Furthermore, my thesis is evidence of my preparedness for graduate school and my interest in independent research. My thesis and coursework at Tufts were complemented by student activism. Working formally and informally with the Women’s and LGBT Centers opened up opportunities for me to participate in campus initiatives such as the President’s Sexual Misconduct Task Force and the Gender and Sexuality Focus Group. Through these working groups I had the opportunity to work alongside Deans, professors, and peers to better the campus climate. While I learned an invaluable amount working within the campus system, the most rapid and memorable learning took place through student led initiatives. I am most thankful for the conversations with friends that led to late nights writing campus newspaper op-eds, early mornings organizing events to address gaps in campus conversations and afternoons occupying administrative buildings. My academics have helped inform my activism and activism has fueled my academics.

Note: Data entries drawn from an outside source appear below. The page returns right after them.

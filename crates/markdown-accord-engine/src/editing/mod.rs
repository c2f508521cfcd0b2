/*!
 * # Editing Model
 *
 * The document model the synchronization core operates on: a tree of
 * block-level nodes mutated by edit commands from the surface and by
 * sync passes from the [`sync`](crate::sync) module.
 *
 * ## Architecture Overview
 *
 * ### 1. Structural Block Tree
 * - The document is an ordered sequence of top-level [`Block`]s, each a
 *   tree of nested blocks and inline [`TextSpan`] leaves
 * - Top-level blocks live behind `Arc`: a sync pass that classifies a
 *   block as unchanged leaves the allocation alone, which is what keeps
 *   a caret inside it stable for free
 * - Block identity is structural (kind + content), never allocation
 *   identity
 *
 * ### 2. Command-Based Editing
 * - All local edits flow through the [`Cmd`] enum and
 *   [`Document::apply`]
 * - Commands address text with [`Point`]s: a child-index path from the
 *   document root to a text leaf plus a character offset
 * - Invalid targets degrade to no-ops; an edit command can never poison
 *   the open document
 *
 * ### 3. Batched Change Publication
 * - Every mutation records a [`ChangeRecord`] and bumps the version
 *   counter on publication
 * - [`Document::begin_batch`] returns an RAII guard that holds
 *   publication open, so a multi-step mutation (a sync patch) is
 *   observed as a single change
 *
 * ## Module Structure
 *
 * - **`block`**: `Block`, `BlockKind`, `Node`, `TextSpan` tree types
 * - **`point`**: `Point` and `Selection` addressing
 * - **`document`**: the `Document` container, change records, batching
 * - **`commands`**: the `Cmd` edit algebra
 */

// Module exports
pub mod block;
pub mod commands;
pub mod document;
pub mod point;

// Public API re-exports
pub use block::{Block, BlockKind, Node, TextSpan};
pub use commands::Cmd;
pub use document::{BatchGuard, ChangeRecord, Document, EditOutcome};
pub use point::{Point, Selection, resolve_text};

As a part of the Social and Cultural Pedagogy program, I aspire to further blend my activism and academics; to advance my understanding of the overlapping nature of the spheres I occupy; to learn how the college classroom, student activism, and the early childhood classroom interact. I aim to expand my feminist principles and put them into action as a representative of student voice and as a person with authority in a classroom. I am applying to the Social and Cultural Pedagogy program with the goal of gaining an understanding of how my conversations around consent and sexual assault converge with conversations around the control of children’s bodies in early childhood policy and practice; to understand how Critical Race Theory applies to my authority; how I can be subverting and reinforcing power in the same instance; how my voice and the student voice of the child in my example above are working to destabilize power and control.